## REQUIRED ACTION
Would you retype all of these records exactly?

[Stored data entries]

● ● ●

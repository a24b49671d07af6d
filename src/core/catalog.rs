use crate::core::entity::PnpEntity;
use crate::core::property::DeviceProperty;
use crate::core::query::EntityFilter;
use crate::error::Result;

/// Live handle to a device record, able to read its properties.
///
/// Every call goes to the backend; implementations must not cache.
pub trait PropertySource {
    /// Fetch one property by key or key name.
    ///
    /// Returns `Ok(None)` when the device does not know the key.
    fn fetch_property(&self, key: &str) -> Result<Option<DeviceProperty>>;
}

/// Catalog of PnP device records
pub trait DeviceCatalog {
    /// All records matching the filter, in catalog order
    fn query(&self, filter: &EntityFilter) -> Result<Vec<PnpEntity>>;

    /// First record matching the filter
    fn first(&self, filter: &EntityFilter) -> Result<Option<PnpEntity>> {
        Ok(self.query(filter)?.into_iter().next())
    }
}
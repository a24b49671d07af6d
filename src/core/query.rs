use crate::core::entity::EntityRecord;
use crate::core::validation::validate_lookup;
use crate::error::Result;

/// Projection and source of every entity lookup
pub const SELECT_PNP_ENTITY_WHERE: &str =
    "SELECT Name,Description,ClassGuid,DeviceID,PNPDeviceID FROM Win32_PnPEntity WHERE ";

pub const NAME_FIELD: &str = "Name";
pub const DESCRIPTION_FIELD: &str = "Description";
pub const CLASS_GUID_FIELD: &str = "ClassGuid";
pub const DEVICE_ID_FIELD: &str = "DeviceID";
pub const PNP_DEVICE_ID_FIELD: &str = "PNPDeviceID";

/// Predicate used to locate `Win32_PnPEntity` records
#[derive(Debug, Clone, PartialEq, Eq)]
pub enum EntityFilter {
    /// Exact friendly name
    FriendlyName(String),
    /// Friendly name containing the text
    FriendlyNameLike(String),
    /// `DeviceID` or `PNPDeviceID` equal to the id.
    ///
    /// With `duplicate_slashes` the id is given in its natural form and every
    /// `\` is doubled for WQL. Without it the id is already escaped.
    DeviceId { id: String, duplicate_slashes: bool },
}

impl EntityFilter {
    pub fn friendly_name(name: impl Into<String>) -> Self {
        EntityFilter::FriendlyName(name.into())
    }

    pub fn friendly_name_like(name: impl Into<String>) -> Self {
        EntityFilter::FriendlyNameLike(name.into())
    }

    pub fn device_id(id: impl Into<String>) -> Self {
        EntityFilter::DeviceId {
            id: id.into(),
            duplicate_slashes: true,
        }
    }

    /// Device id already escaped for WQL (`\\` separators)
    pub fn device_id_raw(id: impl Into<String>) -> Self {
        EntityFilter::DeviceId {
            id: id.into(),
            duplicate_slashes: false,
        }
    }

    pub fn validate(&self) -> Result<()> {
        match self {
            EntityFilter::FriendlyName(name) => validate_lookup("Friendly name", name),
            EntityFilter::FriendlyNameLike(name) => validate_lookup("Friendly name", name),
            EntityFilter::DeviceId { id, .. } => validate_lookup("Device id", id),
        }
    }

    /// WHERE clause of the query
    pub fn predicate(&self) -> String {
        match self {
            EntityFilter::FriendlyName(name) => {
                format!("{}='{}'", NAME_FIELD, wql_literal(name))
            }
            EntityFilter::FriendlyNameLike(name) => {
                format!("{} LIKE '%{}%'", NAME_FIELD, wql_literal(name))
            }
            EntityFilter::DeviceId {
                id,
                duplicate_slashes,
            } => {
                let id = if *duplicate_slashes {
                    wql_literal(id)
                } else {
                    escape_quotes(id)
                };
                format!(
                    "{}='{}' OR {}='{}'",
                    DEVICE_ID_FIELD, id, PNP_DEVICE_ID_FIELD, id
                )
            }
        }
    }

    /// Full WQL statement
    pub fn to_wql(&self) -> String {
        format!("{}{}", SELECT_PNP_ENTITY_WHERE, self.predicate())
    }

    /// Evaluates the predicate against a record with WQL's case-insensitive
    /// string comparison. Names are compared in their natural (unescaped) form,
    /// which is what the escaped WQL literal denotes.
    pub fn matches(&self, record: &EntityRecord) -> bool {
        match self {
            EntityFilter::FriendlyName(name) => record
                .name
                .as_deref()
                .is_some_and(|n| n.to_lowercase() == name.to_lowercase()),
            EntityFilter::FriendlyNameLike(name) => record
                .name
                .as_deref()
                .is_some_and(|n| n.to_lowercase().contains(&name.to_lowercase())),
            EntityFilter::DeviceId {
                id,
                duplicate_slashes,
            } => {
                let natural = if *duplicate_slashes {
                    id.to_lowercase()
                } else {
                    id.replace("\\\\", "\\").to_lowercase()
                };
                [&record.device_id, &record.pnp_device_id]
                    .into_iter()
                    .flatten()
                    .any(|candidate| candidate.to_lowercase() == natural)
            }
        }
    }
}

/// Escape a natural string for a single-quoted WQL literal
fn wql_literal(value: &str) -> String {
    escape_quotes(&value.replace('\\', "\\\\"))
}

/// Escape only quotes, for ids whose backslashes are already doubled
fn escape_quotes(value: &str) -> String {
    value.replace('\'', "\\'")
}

● ● ●

## ANSWER AREA
repository a24b49671d07af6d
filename src/core/catalog.rs
use crate::core::entity::PnpEntity;
use crate::core::property::DeviceProperty;
use crate::core::query::EntityFilter;
use crate::error::Result;

/// Live handle to a device record, able to read its properties.
///
/// Every call goes to the backend; implementations must not cache.
pub trait PropertySource {
    /// Fetch one property by key or key name.
    ///
    /// Returns `Ok(None)` when the device does not know the key.
    fn fetch_property(&self, key: &str) -> Result<Option<DeviceProperty>>;
}

/// Catalog of PnP device records
pub trait DeviceCatalog {
    /// All records matching the filter, in catalog order
    fn query(&self, filter: &EntityFilter) -> Result<Vec<PnpEntity>>;

    /// First record matching the filter
    fn first(&self, filter: &EntityFilter) -> Result<Option<PnpEntity>> {
        Ok(self.query(filter)?.into_iter().next())
    }
}
repository a24b49671d07af6d
filename src/core/query.rs
use crate::core::entity::EntityRecord;
use crate::core::validation::validate_lookup;
use crate::error::Result;

/// Projection and source of every entity lookup
pub const SELECT_PNP_ENTITY_WHERE: &str =
    "SELECT Name,Description,ClassGuid,DeviceID,PNPDeviceID FROM Win32_PnPEntity WHERE ";

pub const NAME_FIELD: &str = "Name";
pub const DESCRIPTION_FIELD: &str = "Description";
pub const CLASS_GUID_FIELD: &str = "ClassGuid";
pub const DEVICE_ID_FIELD: &str = "DeviceID";
pub const PNP_DEVICE_ID_FIELD: &str = "PNPDeviceID";

/// Predicate used to locate `Win32_PnPEntity` records
#[derive(Debug, Clone, PartialEq, Eq)]
pub enum EntityFilter {
    /// Exact friendly name
    FriendlyName(String),
    /// Friendly name containing the text
    FriendlyNameLike(String),
    /// `DeviceID` or `PNPDeviceID` equal to the id.
    ///
    /// With `duplicate_slashes` the id is given in its natural form and every
    /// `\` is doubled for WQL. Without it the id is already escaped.
    DeviceId { id: String, duplicate_slashes: bool },
}

impl EntityFilter {
    pub fn friendly_name(name: impl Into<String>) -> Self {
        EntityFilter::FriendlyName(name.into())
    }

    pub fn friendly_name_like(name: impl Into<String>) -> Self {
        EntityFilter::FriendlyNameLike(name.into())
    }

    pub fn device_id(id: impl Into<String>) -> Self {
        EntityFilter::DeviceId {
            id: id.into(),
            duplicate_slashes: true,
        }
    }

    /// Device id already escaped for WQL (`\\` separators)
    pub fn device_id_raw(id: impl Into<String>) -> Self {
        EntityFilter::DeviceId {
            id: id.into(),
            duplicate_slashes: false,
        }
    }

    pub fn validate(&self) -> Result<()> {
        match self {
            EntityFilter::FriendlyName(name) => validate_lookup("Friendly name", name),
            EntityFilter::FriendlyNameLike(name) => validate_lookup("Friendly name", name),
            EntityFilter::DeviceId { id, .. } => validate_lookup("Device id", id),
        }
    }

    /// WHERE clause of the query
    pub fn predicate(&self) -> String {
        match self {
            EntityFilter::FriendlyName(name) => {
                format!("{}='{}'", NAME_FIELD, wql_literal(name))
            }
            EntityFilter::FriendlyNameLike(name) => {
                format!("{} LIKE '%{}%'", NAME_FIELD, wql_literal(name))
            }
            EntityFilter::DeviceId {
                id,
                duplicate_slashes,
            } => {
                let id = if *duplicate_slashes {
                    wql_literal(id)
                } else {
                    escape_quotes(id)
                };
                format!(
                    "{}='{}' OR {}='{}'",
                    DEVICE_ID_FIELD, id, PNP_DEVICE_ID_FIELD, id
                )
            }
        }
    }

    /// Full WQL statement
    pub fn to_wql(&self) -> String {
        format!("{}{}", SELECT_PNP_ENTITY_WHERE, self.predicate())
    }

    /// Evaluates the predicate against a record with WQL's case-insensitive
    /// string comparison. Names are compared in their natural (unescaped) form,
    /// which is what the escaped WQL literal denotes.
    pub fn matches(&self, record: &EntityRecord) -> bool {
        match self {
            EntityFilter::FriendlyName(name) => record
                .name
                .as_deref()
                .is_some_and(|n| n.to_lowercase() == name.to_lowercase()),
            EntityFilter::FriendlyNameLike(name) => record
                .name
                .as_deref()
                .is_some_and(|n| n.to_lowercase().contains(&name.to_lowercase())),
            EntityFilter::DeviceId {
                id,
                duplicate_slashes,
            } => {
                let natural = if *duplicate_slashes {
                    id.to_lowercase()
                } else {
                    id.replace("\\\\", "\\").to_lowercase()
                };
                [&record.device_id, &record.pnp_device_id]
                    .into_iter()
                    .flatten()
                    .any(|candidate| candidate.to_lowercase() == natural)
            }
        }
    }
}

/// Escape a natural string for a single-quoted WQL literal
fn wql_literal(value: &str) -> String {
    escape_quotes(&value.replace('\\', "\\\\"))
}

/// Escape only quotes, for ids whose backslashes are already doubled
fn escape_quotes(value: &str) -> String {
    value.replace('\'', "\\'")
}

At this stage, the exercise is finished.